_Action item_. Where does the string "outcome" appear in the listing below? Copy every line where it does.

══════

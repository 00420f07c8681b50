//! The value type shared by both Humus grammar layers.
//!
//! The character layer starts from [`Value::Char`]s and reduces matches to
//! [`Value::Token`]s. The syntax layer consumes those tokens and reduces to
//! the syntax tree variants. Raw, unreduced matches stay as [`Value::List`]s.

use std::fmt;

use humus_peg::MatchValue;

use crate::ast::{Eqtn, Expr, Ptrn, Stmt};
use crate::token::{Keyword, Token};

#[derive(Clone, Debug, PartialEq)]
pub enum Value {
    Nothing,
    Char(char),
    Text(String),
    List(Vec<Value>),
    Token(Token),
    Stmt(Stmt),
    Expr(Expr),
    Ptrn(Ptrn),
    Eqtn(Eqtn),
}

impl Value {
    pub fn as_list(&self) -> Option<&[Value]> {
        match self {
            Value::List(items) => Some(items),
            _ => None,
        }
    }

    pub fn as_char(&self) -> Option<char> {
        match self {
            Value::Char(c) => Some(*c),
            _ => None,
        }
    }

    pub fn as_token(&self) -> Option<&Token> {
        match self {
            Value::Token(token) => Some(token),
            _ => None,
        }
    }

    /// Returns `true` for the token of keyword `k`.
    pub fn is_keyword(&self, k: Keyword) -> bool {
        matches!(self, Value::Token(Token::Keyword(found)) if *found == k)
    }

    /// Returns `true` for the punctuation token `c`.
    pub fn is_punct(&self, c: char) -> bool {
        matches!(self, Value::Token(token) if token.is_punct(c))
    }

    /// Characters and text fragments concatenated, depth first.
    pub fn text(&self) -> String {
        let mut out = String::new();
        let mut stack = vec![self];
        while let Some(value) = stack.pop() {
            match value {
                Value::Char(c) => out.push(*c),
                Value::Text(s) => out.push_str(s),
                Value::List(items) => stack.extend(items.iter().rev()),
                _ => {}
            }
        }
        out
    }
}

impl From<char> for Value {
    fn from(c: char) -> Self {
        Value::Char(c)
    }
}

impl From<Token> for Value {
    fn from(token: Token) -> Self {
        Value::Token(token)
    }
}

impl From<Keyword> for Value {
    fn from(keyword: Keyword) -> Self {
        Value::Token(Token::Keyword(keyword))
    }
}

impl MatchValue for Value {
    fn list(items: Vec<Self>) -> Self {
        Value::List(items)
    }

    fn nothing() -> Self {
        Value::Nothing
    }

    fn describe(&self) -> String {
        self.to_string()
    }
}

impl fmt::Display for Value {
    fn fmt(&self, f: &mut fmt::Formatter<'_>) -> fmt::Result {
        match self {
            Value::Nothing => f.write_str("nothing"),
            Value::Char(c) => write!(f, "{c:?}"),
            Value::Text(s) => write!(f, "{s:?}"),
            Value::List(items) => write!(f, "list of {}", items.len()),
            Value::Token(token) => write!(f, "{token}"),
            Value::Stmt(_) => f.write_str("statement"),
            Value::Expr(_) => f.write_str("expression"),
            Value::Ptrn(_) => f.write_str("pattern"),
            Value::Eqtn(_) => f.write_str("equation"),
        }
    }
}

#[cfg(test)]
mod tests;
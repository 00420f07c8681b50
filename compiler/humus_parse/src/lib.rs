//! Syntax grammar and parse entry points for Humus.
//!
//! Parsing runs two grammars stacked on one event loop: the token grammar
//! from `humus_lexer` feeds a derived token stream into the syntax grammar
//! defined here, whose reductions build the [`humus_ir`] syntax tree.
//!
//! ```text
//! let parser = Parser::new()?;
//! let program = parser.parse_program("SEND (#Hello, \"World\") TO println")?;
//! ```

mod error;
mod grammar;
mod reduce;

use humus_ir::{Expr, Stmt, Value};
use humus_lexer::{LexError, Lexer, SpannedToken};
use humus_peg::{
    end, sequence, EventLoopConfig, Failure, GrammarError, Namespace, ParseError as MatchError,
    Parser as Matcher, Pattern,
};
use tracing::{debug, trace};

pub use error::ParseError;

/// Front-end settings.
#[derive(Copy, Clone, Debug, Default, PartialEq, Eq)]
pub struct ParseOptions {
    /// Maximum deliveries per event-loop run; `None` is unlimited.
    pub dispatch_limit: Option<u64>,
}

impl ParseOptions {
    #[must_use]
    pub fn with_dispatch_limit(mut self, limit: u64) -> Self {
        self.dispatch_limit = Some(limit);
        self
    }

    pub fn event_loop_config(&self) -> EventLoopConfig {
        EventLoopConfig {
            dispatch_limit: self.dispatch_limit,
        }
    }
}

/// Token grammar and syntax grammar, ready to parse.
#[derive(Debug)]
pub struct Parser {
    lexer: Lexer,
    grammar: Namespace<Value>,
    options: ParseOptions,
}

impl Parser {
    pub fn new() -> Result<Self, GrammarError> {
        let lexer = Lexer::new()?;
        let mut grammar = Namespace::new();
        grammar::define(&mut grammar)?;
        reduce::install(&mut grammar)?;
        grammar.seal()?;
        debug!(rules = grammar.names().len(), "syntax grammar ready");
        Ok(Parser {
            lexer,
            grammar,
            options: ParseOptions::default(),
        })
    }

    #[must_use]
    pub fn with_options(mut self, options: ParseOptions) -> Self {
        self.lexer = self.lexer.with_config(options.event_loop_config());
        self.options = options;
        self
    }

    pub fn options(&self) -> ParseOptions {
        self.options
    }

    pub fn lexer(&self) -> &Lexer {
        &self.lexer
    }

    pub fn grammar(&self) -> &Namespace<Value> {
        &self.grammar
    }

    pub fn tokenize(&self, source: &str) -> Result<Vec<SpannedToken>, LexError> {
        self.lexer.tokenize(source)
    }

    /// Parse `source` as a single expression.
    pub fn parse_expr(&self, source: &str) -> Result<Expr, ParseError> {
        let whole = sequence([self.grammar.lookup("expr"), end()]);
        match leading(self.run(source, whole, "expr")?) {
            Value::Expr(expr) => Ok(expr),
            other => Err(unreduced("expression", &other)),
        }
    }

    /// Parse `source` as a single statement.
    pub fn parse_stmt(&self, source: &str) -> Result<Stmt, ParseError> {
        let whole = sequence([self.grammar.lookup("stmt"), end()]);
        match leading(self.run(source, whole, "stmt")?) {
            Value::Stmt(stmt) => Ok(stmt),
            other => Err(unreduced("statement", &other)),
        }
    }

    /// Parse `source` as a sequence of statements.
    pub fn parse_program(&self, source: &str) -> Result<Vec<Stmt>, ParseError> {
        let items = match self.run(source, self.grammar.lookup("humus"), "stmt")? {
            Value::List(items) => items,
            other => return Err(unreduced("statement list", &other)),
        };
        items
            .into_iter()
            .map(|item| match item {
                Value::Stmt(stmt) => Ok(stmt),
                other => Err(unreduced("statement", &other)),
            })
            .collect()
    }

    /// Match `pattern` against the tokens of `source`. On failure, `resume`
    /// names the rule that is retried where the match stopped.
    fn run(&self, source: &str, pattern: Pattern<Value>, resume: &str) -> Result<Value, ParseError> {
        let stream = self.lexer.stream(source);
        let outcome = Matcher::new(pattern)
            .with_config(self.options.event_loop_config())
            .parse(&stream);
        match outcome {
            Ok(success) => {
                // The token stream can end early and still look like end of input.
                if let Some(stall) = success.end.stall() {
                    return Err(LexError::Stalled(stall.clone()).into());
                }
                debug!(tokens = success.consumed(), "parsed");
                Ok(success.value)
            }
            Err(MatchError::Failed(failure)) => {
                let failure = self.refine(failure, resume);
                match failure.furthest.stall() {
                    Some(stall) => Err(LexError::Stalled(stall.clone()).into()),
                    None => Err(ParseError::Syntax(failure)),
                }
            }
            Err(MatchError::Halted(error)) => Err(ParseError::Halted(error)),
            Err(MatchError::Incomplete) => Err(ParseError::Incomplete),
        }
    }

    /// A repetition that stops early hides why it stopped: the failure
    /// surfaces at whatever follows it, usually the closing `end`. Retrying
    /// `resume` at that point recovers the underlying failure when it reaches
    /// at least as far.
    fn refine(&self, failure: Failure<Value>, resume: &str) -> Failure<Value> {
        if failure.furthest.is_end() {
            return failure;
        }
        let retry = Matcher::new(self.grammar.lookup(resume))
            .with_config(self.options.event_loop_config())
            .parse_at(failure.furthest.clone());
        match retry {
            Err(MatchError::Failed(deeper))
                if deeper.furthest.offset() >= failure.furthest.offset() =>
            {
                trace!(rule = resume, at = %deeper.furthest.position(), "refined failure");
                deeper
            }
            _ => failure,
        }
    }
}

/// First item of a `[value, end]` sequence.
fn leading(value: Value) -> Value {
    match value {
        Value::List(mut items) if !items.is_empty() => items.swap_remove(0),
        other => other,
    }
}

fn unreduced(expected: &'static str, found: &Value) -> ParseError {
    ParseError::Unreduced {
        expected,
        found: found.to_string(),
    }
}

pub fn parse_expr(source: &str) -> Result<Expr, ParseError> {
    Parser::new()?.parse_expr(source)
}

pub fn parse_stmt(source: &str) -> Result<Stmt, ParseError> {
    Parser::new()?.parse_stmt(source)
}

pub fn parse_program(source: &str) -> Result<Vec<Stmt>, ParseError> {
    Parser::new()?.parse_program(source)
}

══════

_Response_.
        let outcome = Matcher::new(pattern)
        match outcome {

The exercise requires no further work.